Quella scena ha mostrato come la «erezione a simbolo» di una persona possa prodursi nella nostra vita di oggi, davanti agli occhi dei giornalisti, del pubblico, dei giudici, di un gruppo di sostegno di parenti e amici degli imputati, che urlano la loro rabbia (contro la giustizia e contro Ichino). L’ideologia mostra qui la tessitura del suo farsi e consolidarsi nella mente come una struttura di sostegno, una architettura fatta di parole e idee di consolazione nella sconfitta, come una potente macchina generatrice di fantasmi, che danno ordini e tracciano la via.

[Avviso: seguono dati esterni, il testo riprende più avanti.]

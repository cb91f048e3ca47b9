//! # Flows — the User-Facing State Machines
//!
//! A flow is one end-to-end run of the agreement protocol. Every
//! transaction flow walks the same strict sequence:
//!
//! ```text
//! Build -> LocalValidate -> LocalSign -> CollectSignatures -> Finalize
//!                                                               |
//!                                           Committed <---------+--------> Aborted
//! ```
//!
//! No state is skipped and no backward transition exists. `Aborted` is
//! reachable from any non-terminal state and carries the originating error;
//! `Committed` is reached only from `Finalize` and carries the committed
//! record plus its assigned version reference.
//!
//! Three concrete flows exist:
//!
//! - [`IssueFlow`] — create a new IOU record (CREATE, zero consumed states).
//! - [`AcceptFlow`] — accept an existing IOU (UPDATE, consumes the CREATED
//!   version, produces the ACCEPTED one).
//! - [`QueryFlow`] — a read-only projection over the vault; not a
//!   transaction flow at all, it never opens a session or touches the notary.
//!
//! Each flow instance is an independent task. Dropping one before finality
//! leaves no trace: endorsements already collected are discarded and no
//! vault anywhere has been written.

pub mod accept;
pub mod issue;
pub mod query;

pub use accept::{AcceptFlow, AcceptRequest};
pub use issue::{IssueFlow, IssueRequest};
pub use query::{QueryFlow, QueryRequest};

use std::sync::Arc;
use std::time::Duration;
use uuid::Uuid;

use pact_contracts::IouRecord;

use crate::identity::account::KeyRing;
use crate::identity::directory::AccountDirectory;
use crate::identity::host::HostId;
use crate::ledger::vault::{LedgerStore, StateRef};
use crate::notary::Arbiter;

use crate::agreement::session::SessionTransport;

// ---------------------------------------------------------------------------
// FlowState
// ---------------------------------------------------------------------------

/// The states of a transaction flow, in order.
#[derive(Debug, Clone, Copy, PartialEq, Eq)]
pub enum FlowState {
    /// Assembling the proposal from resolved inputs.
    Build,
    /// Running contract validation locally, before anyone else sees it.
    LocalValidate,
    /// Producing the proposer's own endorsement.
    LocalSign,
    /// Gathering endorsements from remote required signers.
    CollectSignatures,
    /// Submitting to the notary and fanning out the result.
    Finalize,
    /// Terminal: committed, all participants notified.
    Committed,
    /// Terminal: failed with the originating error.
    Aborted,
}

impl FlowState {
    fn order(self) -> u8 {
        match self {
            Self::Build => 0,
            Self::LocalValidate => 1,
            Self::LocalSign => 2,
            Self::CollectSignatures => 3,
            Self::Finalize => 4,
            Self::Committed => 5,
            Self::Aborted => 5,
        }
    }

    /// `true` for `Committed` and `Aborted`.
    pub fn is_terminal(self) -> bool {
        matches!(self, Self::Committed | Self::Aborted)
    }
}

impl std::fmt::Display for FlowState {
    fn fmt(&self, f: &mut std::fmt::Formatter<'_>) -> std::fmt::Result {
        let name = match self {
            Self::Build => "BUILD",
            Self::LocalValidate => "LOCAL_VALIDATE",
            Self::LocalSign => "LOCAL_SIGN",
            Self::CollectSignatures => "COLLECT_SIGNATURES",
            Self::Finalize => "FINALIZE",
            Self::Committed => "COMMITTED",
            Self::Aborted => "ABORTED",
        };
        write!(f, "{}", name)
    }
}

// ---------------------------------------------------------------------------
// FlowProgress
// ---------------------------------------------------------------------------

/// Tracks one flow instance through its states, emitting a tracing event
/// per transition.
pub struct FlowProgress {
    flow_id: Uuid,
    kind: &'static str,
    state: FlowState,
}

impl FlowProgress {
    /// Starts a new flow in `Build`.
    pub fn start(kind: &'static str) -> Self {
        let flow_id = Uuid::new_v4();
        tracing::info!(flow = kind, %flow_id, state = %FlowState::Build, "flow started");
        Self {
            flow_id,
            kind,
            state: FlowState::Build,
        }
    }

    /// The flow instance id (for log correlation).
    pub fn flow_id(&self) -> Uuid {
        self.flow_id
    }

    /// The current state.
    pub fn state(&self) -> FlowState {
        self.state
    }

    /// Advance to the next state.
    ///
    /// # Panics
    ///
    /// Panics on a backward or skipping transition — flows are straight
    /// lines, and breaking the sequence is a bug in the flow itself, not a
    /// runtime condition.
    pub fn advance(&mut self, next: FlowState) {
        assert!(
            !self.state.is_terminal(),
            "flow {} already terminal in {}",
            self.flow_id,
            self.state
        );
        assert!(
            next == FlowState::Aborted || next.order() == self.state.order() + 1,
            "illegal flow transition {} -> {}",
            self.state,
            next
        );
        tracing::debug!(flow = self.kind, flow_id = %self.flow_id, state = %next, "flow transition");
        self.state = next;
    }
}

// ---------------------------------------------------------------------------
// FlowContext & outcome
// ---------------------------------------------------------------------------

/// The capability bundle a flow runs against.
///
/// Everything is a trait object behind `Arc`: flows never know which
/// directory, vault, transport, or arbiter implementation they are wired to.
#[derive(Clone)]
pub struct FlowContext {
    /// The host this flow runs on.
    pub our_host: HostId,
    /// Account name resolution and key minting.
    pub directory: Arc<dyn AccountDirectory>,
    /// This host's one-time signing keys.
    pub keyring: Arc<KeyRing>,
    /// This host's durable record store.
    pub vault: Arc<dyn LedgerStore>,
    /// Session transport to other hosts.
    pub transport: Arc<dyn SessionTransport>,
    /// The finality arbiter.
    pub arbiter: Arc<dyn Arbiter>,
    /// Bound on each counterparty round trip.
    pub timeout: Duration,
}

/// The successful outcome of a transaction flow.
#[derive(Debug, Clone)]
pub struct FlowCommit {
    /// The committed record version's content.
    pub record: IouRecord,
    /// The version reference assigned at commitment.
    pub version: StateRef,
    /// The committing transaction's id.
    pub tx_id: String,
}

// ---------------------------------------------------------------------------
// Tests
// ---------------------------------------------------------------------------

E lascia immaginare per chi ci crede un inseguimento di sogni improbabili di rivincita. Era così anche negli anni di piombo, ma la partita allora, certo non meno lugubre, era più grande e ramificata, la razionalizzazione «di classe» delle imprese sanguinarie brigatiste nella lotta contro il «Sim», lo «stato imperialista delle multinazionali», annegava dentro un più vasto bacino di sovversivismo. Qui, nella scena più isolata, diventata rara, possiamo vedere meglio come un gruppo di militanti dell’estremismo operaista sia prigioniero della gabbia di ferro dell’ideologia ancora più che del carcere, dal quale peraltro qualcuno comincia a uscire, dopo la sentenza che cancella l’aggravante delle finalità terroriste.

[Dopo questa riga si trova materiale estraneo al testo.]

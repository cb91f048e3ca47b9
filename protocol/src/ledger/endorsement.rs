//! # Endorsements — Detached Signatures over a Proposal
//!
//! An endorsement is one required signer's detached Ed25519 signature over
//! a proposal's canonical bytes. Collection is complete when every entry in
//! the proposal's `required_signers` set has exactly one valid endorsement.
//!
//! The [`EndorsementSet`] is strict about what it accepts: a signer that
//! the proposal never named is rejected, and so is a second endorsement
//! from the same key. Signature *validity* is the caller's job (it needs
//! the proposal bytes); set membership is enforced here.

use serde::{Deserialize, Serialize};
use std::collections::{BTreeMap, BTreeSet};
use thiserror::Error;

use crate::crypto::keys::{PactKeypair, PactPublicKey, PactSignature};
use crate::ledger::proposal::Proposal;

// ---------------------------------------------------------------------------
// Endorsement
// ---------------------------------------------------------------------------

/// One signer's detached signature over a proposal.
#[derive(Debug, Clone, PartialEq, Eq, Serialize, Deserialize)]
pub struct Endorsement {
    /// The endorsing public key.
    pub signer: PactPublicKey,
    /// Ed25519 signature over the proposal's signable bytes.
    pub signature: PactSignature,
}

impl Endorsement {
    /// Creates an endorsement from its parts.
    pub fn new(signer: PactPublicKey, signature: PactSignature) -> Self {
        Self { signer, signature }
    }

    /// Sign a proposal with the given keypair.
    pub fn over(proposal: &Proposal, keypair: &PactKeypair) -> Self {
        Self {
            signer: keypair.public_key(),
            signature: keypair.sign(&proposal.signable_bytes()),
        }
    }

    /// Verify this endorsement against a proposal.
    pub fn verify(&self, proposal: &Proposal) -> bool {
        self.signer
            .verify(&proposal.signable_bytes(), &self.signature)
    }

    /// The signer's hex key — the form `required_signers` uses.
    pub fn signer_hex(&self) -> String {
        self.signer.to_hex()
    }
}

// ---------------------------------------------------------------------------
// EndorsementSet
// ---------------------------------------------------------------------------

/// Errors from endorsement accumulation.
#[derive(Debug, Error, PartialEq, Eq)]
pub enum EndorsementError {
    /// The signer is not named in the proposal's required signer set.
    #[error("unexpected signer: {0} is not a required signer")]
    UnexpectedSigner(String),

    /// This signer has already endorsed.
    #[error("duplicate endorsement from signer {0}")]
    Duplicate(String),
}

/// Accumulates endorsements keyed by signer, bounded by a required set.
#[derive(Debug, Clone, PartialEq, Eq, Serialize, Deserialize)]
pub struct EndorsementSet {
    required: BTreeSet<String>,
    by_signer: BTreeMap<String, Endorsement>,
}

impl EndorsementSet {
    /// Creates an empty set expecting exactly the given signers.
    pub fn for_signers(required: BTreeSet<String>) -> Self {
        Self {
            required,
            by_signer: BTreeMap::new(),
        }
    }

    /// Insert an endorsement.
    ///
    /// Rejects signers outside the required set and duplicates. Does not
    /// verify the signature — do that against the proposal before inserting.
    pub fn insert(&mut self, endorsement: Endorsement) -> Result<(), EndorsementError> {
        let key = endorsement.signer_hex();
        if !self.required.contains(&key) {
            return Err(EndorsementError::UnexpectedSigner(key));
        }
        if self.by_signer.contains_key(&key) {
            return Err(EndorsementError::Duplicate(key));
        }
        self.by_signer.insert(key, endorsement);
        Ok(())
    }

    /// The endorsement from the given hex key, if present.
    pub fn get(&self, hex_key: &str) -> Option<&Endorsement> {
        self.by_signer.get(hex_key)
    }

    /// Required signers that have not endorsed yet, in key order.
    pub fn missing(&self) -> Vec<String> {
        self.required
            .iter()
            .filter(|k| !self.by_signer.contains_key(*k))
            .cloned()
            .collect()
    }

    /// `true` when every required signer has endorsed.
    pub fn is_complete(&self) -> bool {
        self.missing().is_empty()
    }

    /// The required signer set this accumulation is bounded by.
    pub fn required(&self) -> &BTreeSet<String> {
        &self.required
    }

    /// Iterate over collected endorsements in signer-key order.
    pub fn iter(&self) -> impl Iterator<Item = &Endorsement> {
        self.by_signer.values()
    }

    /// Number of endorsements collected so far.
    pub fn len(&self) -> usize {
        self.by_signer.len()
    }

    /// `true` if no endorsement has been collected.
    pub fn is_empty(&self) -> bool {
        self.by_signer.is_empty()
    }

    /// Verify every collected endorsement against the proposal.
    pub fn verify_all(&self, proposal: &Proposal) -> bool {
        self.by_signer.values().all(|e| e.verify(proposal))
    }
}

// ---------------------------------------------------------------------------
// Tests
// ---------------------------------------------------------------------------

#[cfg(test)]
mod tests {
    use super::*;
    use crate::identity::HostId;
    use crate::ledger::proposal::ProposalBuilder;
    use pact_contracts::{CommandKind, IouRecord, PartyRef};
    use uuid::Uuid;

    fn proposal_for(keys: &[&PactKeypair]) -> Proposal {
        let record = IouRecord::new(
            100,
            PartyRef::new(Uuid::new_v4(), keys[0].public_key().to_hex()),
            PartyRef::new(Uuid::new_v4(), keys[1].public_key().to_hex()),
            Uuid::new_v4(),
            Uuid::new_v4(),
        );
        let notary = HostId::from_public_key(&PactKeypair::generate().public_key());
        let mut builder = ProposalBuilder::new(CommandKind::Create)
            .produce(record)
            .notary(notary);
        for kp in keys {
            builder = builder.require_signer(kp.public_key().to_hex());
        }
        builder.build()
    }

    #[test]
    fn endorsement_over_proposal_verifies() {
        let lender = PactKeypair::generate();
        let borrower = PactKeypair::generate();
        let proposal = proposal_for(&[&lender, &borrower]);

        let e = Endorsement::over(&proposal, &borrower);
        assert!(e.verify(&proposal));
    }

    #[test]
    fn endorsement_on_altered_proposal_fails() {
        let lender = PactKeypair::generate();
        let borrower = PactKeypair::generate();
        let proposal = proposal_for(&[&lender, &borrower]);

        let e = Endorsement::over(&proposal, &borrower);

        let mut altered = proposal.clone();
        altered.created_at += 1;
        assert!(!e.verify(&altered));
    }

    #[test]
    fn set_completes_when_all_required_sign() {
        let lender = PactKeypair::generate();
        let borrower = PactKeypair::generate();
        let proposal = proposal_for(&[&lender, &borrower]);

        let mut set = EndorsementSet::for_signers(proposal.required_signers.clone());
        assert!(!set.is_complete());
        assert_eq!(set.missing().len(), 2);

        set.insert(Endorsement::over(&proposal, &lender)).unwrap();
        assert!(!set.is_complete());

        set.insert(Endorsement::over(&proposal, &borrower)).unwrap();
        assert!(set.is_complete());
        assert!(set.missing().is_empty());
        assert!(set.verify_all(&proposal));
    }

    #[test]
    fn set_rejects_unexpected_signer() {
        let lender = PactKeypair::generate();
        let borrower = PactKeypair::generate();
        let stranger = PactKeypair::generate();
        let proposal = proposal_for(&[&lender, &borrower]);

        let mut set = EndorsementSet::for_signers(proposal.required_signers.clone());
        let err = set
            .insert(Endorsement::over(&proposal, &stranger))
            .unwrap_err();
        assert!(matches!(err, EndorsementError::UnexpectedSigner(_)));
    }

    #[test]
    fn set_rejects_duplicate_signer() {
        let lender = PactKeypair::generate();
        let borrower = PactKeypair::generate();
        let proposal = proposal_for(&[&lender, &borrower]);

        let mut set = EndorsementSet::for_signers(proposal.required_signers.clone());
        set.insert(Endorsement::over(&proposal, &lender)).unwrap();
        let err = set
            .insert(Endorsement::over(&proposal, &lender))
            .unwrap_err();
        assert!(matches!(err, EndorsementError::Duplicate(_)));
        assert_eq!(set.len(), 1);
    }
}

Il senatore del Pd vive sotto scorta, era lì come parte civile nel processo e aveva avanzato una «proposta di dialogo», basata sulla richiesta di essere considerato non un simbolo, ma un essere umano e come tale di aver diritto a non essere aggredito. Due dei condannati, a 11 e 8 anni, Claudio Latino e Bruno Ghirardi, in una telefonata intercettata dicevano che a uno come lui «non è che gli puoi far nient’ altro che farlo fuori». La scelta di una figura del riformismo, di qualcuno che opera per la mediazione democratica dei conflitti sociali è una costante del brigatismo nazionale (da Tarantelli a D’Antona e Biagi). Ichino doveva essere la prossima vittima ed è stato scelto anche lui in base a un processo che nella mente dei potenziali «esecutori» consiste in una metamorfosi: il suo essere diventa un simbolo, la sua identità molteplice come quella di tutti noi diventa una sola: è il capitalismo da abbattere. La riduzione dell’identità a quella di simbolo è il passaggio indispensabile per giustificare e facilitare l’azione (qui per fortuna soltanto minacciata).

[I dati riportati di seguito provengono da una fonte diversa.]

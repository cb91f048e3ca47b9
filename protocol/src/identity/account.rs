//! # Accounts and One-Time Keys
//!
//! An account is a named party living on a host. Accounts never sign with a
//! long-term key: for every record an account participates in, its host
//! mints a fresh Ed25519 keypair and hands out only the public half. A
//! ledger observer therefore cannot link two records to the same account by
//! key inspection alone.
//!
//! The [`KeyRing`] is where those one-time secrets live. It stays on the
//! owning host; everything that crosses a session or lands in a record is a
//! public key.

use dashmap::DashMap;
use serde::{Deserialize, Serialize};
use uuid::Uuid;

use pact_contracts::PartyRef;

use crate::crypto::keys::{PactKeypair, PactPublicKey, PactSignature};
use crate::identity::host::HostId;

// ---------------------------------------------------------------------------
// AccountInfo
// ---------------------------------------------------------------------------

/// Directory entry for an account: its name, its stable identifier, and the
/// host that owns it. Carries no key material — keys are per-transaction.
#[derive(Debug, Clone, PartialEq, Eq, Serialize, Deserialize)]
pub struct AccountInfo {
    /// Human-readable account name, unique within the directory.
    pub name: String,
    /// Stable account identifier.
    pub account_id: Uuid,
    /// The host that owns this account and mints its keys.
    pub host: HostId,
}

// ---------------------------------------------------------------------------
// AccountRef
// ---------------------------------------------------------------------------

/// A fully resolved participant for one transaction: the owning host, the
/// stable account id, and a one-time public key minted for this record.
#[derive(Debug, Clone, PartialEq, Eq, Serialize, Deserialize)]
pub struct AccountRef {
    /// The host that owns the account (and holds the key's secret half).
    pub host: HostId,
    /// Stable account identifier.
    pub account_id: Uuid,
    /// One-time public key naming this account in exactly one record.
    pub key: PactPublicKey,
}

impl AccountRef {
    /// The contract-level view of this participant (account id + hex key).
    pub fn to_party(&self) -> PartyRef {
        PartyRef::new(self.account_id, self.key.to_hex())
    }
}

// ---------------------------------------------------------------------------
// KeyRing
// ---------------------------------------------------------------------------

/// Per-host store of one-time account keypairs.
///
/// `mint` generates a keypair for an account and returns the public half;
/// the secret half never leaves the ring. When a proposal arrives naming
/// one of our keys as a required signer, [`sign_with`](Self::sign_with)
/// produces the endorsement signature.
///
/// Thread-safe: backed by lock-free concurrent maps, shareable via `Arc`.
#[derive(Default)]
pub struct KeyRing {
    /// hex(public key) -> keypair.
    keys: DashMap<String, PactKeypair>,
    /// account id -> hex keys minted for it, in mint order.
    by_account: DashMap<Uuid, Vec<String>>,
}

impl KeyRing {
    /// Creates an empty key ring.
    pub fn new() -> Self {
        Self::default()
    }

    /// Mint a fresh one-time keypair for an account and return the public key.
    pub fn mint(&self, account_id: Uuid) -> PactPublicKey {
        let kp = PactKeypair::generate();
        let public = kp.public_key();
        let hex_key = public.to_hex();
        self.keys.insert(hex_key.clone(), kp);
        self.by_account.entry(account_id).or_default().push(hex_key);
        public
    }

    /// Returns `true` if the ring holds the secret for the given hex key.
    pub fn holds(&self, hex_key: &str) -> bool {
        self.keys.contains_key(hex_key)
    }

    /// Sign a message with the keypair behind the given hex public key.
    ///
    /// Returns `None` if this ring never minted that key — the caller is
    /// being asked to sign as somebody it is not.
    pub fn sign_with(&self, hex_key: &str, message: &[u8]) -> Option<PactSignature> {
        self.keys.get(hex_key).map(|kp| kp.sign(message))
    }

    /// Of the given required signer keys, the first one this ring holds.
    ///
    /// A proposal names its required signers by key; a host endorses with
    /// whichever of those keys it minted. In the two-party IOU domain there
    /// is exactly one per host.
    pub fn first_held<'a, I>(&self, required: I) -> Option<String>
    where
        I: IntoIterator<Item = &'a String>,
    {
        required
            .into_iter()
            .find(|k| self.holds(k))
            .cloned()
    }

    /// Number of keys minted so far.
    pub fn len(&self) -> usize {
        self.keys.len()
    }

    /// Returns `true` if no keys have been minted.
    pub fn is_empty(&self) -> bool {
        self.keys.is_empty()
    }
}

// ---------------------------------------------------------------------------
// Tests
// ---------------------------------------------------------------------------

I giovani uccisi sull’isola di Utoya dal killer norvegese erano simbolo di una classe dirigente accusata di meticciare l’Europa; gli ambulanti senegalesi dí Firenze, uccisi da Gianluca Casseri, erano simboli dell’inquinamento razziale; Roberto Adinolfi, gambizzato dalla Federazione anarchica informale, è un simbolo del «tentacolo nucleare» del capitalismo. Non vendette ma esecuzioni simboliche. Nulla di personale. Spesso le menti blindate nelle loro proiezioni simboliche si liberano con il tempo da questa condizione. Purtroppo questo accade quando è troppo tardi e la riflessività ex post, talora brillante, non è più di aiuto per le vittime. Lo abbiamo imparato così bene da tante memorie di terroristi e di famigliari dei caduti: ah la scoperta che gli ammazzati erano anche padri, figli, fratelli, amici! Quanta umanità che prima non si vedeva.
L’amara e sofferta ironia (circa la scomparsa dell’aggravante terroristica) della lettera che Ichino ha scritto sul Corriere della Sera è da condividere e far nostra: nella realtà dovrà continuare a vivere accompagnato dalla scorta e nella mente di un gruppo di persone che vorrebbe «farlo fuori» continuerà a vivere da solo, come simbolo. In quelle teste – per quanto tempo? – si continuerà a proiettare la stessa scena «riduzionista» della sua identità, come in un film, che viene scambiato per realtà anche quando la pellicola è finita.